Data supplied section start

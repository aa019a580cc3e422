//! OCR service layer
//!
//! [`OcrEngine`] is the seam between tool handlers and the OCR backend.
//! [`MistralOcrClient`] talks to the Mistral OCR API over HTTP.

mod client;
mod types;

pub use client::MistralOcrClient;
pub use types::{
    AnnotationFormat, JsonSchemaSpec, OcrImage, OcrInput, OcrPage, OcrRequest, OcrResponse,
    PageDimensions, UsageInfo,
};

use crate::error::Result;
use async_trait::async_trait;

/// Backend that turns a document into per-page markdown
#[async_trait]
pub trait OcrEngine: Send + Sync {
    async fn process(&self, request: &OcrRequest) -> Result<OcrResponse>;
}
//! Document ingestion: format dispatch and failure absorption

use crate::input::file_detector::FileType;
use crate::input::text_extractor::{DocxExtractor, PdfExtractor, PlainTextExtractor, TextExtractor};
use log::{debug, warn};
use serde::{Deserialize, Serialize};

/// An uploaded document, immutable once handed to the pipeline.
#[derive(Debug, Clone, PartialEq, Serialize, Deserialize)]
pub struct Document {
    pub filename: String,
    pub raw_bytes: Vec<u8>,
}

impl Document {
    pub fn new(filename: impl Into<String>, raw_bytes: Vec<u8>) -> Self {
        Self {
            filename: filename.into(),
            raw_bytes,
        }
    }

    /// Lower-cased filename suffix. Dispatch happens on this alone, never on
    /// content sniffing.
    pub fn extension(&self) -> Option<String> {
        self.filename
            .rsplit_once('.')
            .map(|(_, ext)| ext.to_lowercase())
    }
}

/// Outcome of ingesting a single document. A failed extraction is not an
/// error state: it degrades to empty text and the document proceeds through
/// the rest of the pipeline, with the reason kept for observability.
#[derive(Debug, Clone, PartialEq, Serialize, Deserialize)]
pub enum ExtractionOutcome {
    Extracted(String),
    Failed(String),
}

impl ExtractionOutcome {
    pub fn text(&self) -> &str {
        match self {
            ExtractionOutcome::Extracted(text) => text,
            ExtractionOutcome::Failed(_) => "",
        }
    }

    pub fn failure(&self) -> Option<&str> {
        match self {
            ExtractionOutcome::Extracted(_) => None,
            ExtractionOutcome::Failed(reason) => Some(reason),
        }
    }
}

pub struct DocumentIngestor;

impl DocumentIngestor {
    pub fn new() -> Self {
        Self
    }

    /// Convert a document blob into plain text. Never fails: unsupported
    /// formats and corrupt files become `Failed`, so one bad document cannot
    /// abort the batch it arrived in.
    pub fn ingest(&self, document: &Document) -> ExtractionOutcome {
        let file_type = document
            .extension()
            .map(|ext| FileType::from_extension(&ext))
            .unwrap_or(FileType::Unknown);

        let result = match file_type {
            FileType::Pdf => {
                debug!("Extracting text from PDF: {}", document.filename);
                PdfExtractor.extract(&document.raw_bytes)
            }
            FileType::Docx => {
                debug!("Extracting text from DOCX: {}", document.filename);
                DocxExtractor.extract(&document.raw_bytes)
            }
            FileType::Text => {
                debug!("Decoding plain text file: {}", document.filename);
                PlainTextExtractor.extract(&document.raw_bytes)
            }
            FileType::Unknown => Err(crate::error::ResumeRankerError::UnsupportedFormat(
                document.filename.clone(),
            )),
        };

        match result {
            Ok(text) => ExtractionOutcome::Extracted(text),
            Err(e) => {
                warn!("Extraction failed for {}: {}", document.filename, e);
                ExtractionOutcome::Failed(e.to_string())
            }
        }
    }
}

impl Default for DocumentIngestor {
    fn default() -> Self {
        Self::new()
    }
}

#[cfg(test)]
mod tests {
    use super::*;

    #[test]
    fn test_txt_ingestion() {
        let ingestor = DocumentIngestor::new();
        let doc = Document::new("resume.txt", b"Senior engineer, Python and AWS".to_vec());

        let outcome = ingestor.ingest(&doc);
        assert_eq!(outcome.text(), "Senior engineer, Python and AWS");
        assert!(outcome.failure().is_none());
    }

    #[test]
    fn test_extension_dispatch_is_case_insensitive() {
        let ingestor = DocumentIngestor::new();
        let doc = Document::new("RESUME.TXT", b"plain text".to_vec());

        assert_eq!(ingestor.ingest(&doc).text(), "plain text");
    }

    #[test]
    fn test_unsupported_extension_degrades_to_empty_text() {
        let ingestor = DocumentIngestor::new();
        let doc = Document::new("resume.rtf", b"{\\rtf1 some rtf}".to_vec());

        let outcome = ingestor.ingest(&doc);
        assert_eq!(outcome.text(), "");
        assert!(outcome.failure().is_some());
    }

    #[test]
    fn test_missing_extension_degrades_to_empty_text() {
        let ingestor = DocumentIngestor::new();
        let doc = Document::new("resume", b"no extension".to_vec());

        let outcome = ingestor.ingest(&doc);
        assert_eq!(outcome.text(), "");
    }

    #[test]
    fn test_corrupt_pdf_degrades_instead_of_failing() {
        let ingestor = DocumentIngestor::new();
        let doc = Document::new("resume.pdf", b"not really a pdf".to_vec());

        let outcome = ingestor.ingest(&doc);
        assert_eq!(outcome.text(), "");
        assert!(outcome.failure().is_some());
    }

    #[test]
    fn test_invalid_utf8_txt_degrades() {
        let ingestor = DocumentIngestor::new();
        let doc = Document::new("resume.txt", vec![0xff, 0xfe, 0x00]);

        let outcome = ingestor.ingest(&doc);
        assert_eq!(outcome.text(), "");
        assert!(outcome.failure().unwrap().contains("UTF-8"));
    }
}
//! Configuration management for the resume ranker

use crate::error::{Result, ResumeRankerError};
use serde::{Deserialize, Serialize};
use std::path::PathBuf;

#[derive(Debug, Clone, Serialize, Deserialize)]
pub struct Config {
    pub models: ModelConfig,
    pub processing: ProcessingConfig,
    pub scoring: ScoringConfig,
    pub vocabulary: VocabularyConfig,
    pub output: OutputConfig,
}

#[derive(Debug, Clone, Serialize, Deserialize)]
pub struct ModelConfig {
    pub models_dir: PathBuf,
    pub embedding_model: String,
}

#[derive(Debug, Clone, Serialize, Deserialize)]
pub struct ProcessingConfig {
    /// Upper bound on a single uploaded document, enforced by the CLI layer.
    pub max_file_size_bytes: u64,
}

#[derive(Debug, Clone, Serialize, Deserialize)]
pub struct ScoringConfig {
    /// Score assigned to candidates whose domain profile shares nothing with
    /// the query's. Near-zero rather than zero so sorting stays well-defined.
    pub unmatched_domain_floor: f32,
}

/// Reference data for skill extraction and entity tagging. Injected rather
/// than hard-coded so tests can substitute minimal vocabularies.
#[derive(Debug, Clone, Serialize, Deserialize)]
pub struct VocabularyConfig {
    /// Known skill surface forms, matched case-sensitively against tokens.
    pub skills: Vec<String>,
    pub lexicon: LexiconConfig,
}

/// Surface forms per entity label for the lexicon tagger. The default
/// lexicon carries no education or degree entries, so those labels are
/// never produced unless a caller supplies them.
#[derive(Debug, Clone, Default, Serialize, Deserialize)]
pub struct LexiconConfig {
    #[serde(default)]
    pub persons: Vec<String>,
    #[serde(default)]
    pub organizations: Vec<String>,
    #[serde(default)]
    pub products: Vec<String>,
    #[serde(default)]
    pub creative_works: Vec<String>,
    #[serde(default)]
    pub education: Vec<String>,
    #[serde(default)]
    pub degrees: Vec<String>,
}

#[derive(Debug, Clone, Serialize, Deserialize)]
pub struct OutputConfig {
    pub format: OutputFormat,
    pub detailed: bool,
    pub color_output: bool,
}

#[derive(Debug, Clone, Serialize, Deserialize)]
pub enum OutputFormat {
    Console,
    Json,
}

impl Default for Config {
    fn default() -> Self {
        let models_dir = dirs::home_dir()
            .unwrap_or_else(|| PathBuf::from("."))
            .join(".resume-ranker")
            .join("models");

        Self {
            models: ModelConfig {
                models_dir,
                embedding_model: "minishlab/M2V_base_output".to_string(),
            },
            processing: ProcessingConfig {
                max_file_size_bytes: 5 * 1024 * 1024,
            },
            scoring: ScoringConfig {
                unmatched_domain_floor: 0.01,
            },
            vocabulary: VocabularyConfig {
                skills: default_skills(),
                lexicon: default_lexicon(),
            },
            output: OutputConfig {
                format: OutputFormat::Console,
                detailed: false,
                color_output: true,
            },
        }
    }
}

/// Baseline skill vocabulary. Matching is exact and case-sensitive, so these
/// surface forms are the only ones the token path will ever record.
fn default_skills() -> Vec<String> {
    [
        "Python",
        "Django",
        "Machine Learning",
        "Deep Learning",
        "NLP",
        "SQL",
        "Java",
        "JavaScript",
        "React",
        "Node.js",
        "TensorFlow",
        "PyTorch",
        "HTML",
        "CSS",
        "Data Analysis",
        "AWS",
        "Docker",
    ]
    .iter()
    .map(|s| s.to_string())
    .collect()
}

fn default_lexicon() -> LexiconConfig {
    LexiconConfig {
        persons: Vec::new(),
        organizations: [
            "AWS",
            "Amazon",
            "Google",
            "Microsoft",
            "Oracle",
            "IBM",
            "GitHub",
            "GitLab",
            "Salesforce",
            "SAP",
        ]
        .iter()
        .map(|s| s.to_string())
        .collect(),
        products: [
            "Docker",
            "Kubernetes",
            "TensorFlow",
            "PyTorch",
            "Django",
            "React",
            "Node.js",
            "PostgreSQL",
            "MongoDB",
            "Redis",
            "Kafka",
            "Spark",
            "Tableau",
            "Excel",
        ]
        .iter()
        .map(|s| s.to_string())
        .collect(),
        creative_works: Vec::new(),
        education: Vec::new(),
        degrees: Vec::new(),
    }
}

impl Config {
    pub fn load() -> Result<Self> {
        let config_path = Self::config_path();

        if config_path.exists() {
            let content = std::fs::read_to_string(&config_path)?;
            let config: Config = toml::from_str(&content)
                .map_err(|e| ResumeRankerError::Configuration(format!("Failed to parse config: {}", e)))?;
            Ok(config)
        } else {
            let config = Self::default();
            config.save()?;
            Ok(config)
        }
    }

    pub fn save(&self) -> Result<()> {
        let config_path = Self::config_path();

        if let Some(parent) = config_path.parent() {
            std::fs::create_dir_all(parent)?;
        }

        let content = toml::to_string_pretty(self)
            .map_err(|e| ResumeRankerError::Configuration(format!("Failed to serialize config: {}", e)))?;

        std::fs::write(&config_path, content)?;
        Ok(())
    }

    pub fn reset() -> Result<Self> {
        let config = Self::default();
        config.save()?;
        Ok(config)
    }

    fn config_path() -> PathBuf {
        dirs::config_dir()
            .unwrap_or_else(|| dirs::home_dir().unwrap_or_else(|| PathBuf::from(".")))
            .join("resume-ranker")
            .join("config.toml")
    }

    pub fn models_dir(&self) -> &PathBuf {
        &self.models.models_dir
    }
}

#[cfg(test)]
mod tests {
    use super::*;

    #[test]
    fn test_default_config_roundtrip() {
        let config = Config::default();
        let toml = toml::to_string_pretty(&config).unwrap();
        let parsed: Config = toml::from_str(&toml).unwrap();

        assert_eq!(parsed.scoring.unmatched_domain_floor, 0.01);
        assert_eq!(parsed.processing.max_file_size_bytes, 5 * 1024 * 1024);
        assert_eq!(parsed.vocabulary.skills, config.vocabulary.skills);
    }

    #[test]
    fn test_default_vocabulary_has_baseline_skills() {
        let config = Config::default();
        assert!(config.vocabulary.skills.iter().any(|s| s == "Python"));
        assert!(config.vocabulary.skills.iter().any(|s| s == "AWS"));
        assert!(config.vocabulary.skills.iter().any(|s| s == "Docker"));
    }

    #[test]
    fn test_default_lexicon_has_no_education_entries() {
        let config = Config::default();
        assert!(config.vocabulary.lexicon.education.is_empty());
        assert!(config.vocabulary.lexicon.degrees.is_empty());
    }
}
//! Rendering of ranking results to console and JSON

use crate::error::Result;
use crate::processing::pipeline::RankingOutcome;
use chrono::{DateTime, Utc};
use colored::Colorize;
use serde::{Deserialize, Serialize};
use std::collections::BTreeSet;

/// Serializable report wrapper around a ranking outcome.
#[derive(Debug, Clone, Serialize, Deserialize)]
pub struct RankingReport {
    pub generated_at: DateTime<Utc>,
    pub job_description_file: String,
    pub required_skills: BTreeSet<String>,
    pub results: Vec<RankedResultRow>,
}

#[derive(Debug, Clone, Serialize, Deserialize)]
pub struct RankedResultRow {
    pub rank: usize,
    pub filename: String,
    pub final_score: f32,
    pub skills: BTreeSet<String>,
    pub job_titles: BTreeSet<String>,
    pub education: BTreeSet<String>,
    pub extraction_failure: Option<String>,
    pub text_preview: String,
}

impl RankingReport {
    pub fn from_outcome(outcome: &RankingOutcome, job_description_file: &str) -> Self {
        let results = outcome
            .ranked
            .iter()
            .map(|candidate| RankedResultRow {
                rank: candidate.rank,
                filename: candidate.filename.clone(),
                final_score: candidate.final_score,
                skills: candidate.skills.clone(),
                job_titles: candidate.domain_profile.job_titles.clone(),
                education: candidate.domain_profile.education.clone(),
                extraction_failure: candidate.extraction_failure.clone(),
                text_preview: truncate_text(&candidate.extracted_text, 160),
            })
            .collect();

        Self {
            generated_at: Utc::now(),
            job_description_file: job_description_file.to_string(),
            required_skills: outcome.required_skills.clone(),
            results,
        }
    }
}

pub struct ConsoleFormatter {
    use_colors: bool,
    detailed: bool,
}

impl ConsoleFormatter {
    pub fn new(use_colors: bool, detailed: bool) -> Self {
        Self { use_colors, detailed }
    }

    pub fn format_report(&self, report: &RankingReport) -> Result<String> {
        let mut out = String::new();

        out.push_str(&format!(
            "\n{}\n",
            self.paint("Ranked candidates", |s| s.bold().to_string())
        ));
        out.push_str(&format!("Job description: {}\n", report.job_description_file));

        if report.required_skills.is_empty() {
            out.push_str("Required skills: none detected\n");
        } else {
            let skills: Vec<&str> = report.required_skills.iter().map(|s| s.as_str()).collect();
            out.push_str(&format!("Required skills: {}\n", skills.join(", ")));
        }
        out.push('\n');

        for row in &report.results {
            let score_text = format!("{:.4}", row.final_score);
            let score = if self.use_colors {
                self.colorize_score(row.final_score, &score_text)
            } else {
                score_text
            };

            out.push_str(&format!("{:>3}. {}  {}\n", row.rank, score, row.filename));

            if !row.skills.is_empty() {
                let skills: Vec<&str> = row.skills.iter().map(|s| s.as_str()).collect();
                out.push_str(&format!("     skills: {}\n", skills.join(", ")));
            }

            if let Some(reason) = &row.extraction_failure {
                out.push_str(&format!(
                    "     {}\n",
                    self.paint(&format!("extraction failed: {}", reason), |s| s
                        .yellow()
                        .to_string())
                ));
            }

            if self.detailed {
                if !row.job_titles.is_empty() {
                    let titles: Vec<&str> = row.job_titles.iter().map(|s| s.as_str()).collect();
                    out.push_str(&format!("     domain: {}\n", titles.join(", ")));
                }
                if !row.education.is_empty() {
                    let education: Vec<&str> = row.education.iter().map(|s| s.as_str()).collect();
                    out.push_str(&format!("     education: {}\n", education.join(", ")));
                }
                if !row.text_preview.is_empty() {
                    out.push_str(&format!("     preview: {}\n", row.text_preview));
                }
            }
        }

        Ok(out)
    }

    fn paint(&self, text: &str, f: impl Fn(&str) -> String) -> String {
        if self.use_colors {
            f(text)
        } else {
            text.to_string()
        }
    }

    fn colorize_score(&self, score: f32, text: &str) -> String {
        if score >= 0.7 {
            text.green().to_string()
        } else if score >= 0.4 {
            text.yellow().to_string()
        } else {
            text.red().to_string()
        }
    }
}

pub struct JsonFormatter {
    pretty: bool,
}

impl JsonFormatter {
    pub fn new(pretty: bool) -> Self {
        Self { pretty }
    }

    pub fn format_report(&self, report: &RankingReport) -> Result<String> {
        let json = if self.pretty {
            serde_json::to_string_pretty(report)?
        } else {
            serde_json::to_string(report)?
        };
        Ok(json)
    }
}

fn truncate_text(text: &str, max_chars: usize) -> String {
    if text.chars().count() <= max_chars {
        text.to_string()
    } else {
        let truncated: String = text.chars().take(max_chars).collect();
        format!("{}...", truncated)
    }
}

Data supplied section end

When the word "forms" shows up in a line of the entries, pull that line out.

    /// Known skill surface forms, matched case-sensitively against tokens.
/// Surface forms per entity label for the lexicon tagger. The default
/// surface forms are the only ones the token path will ever record.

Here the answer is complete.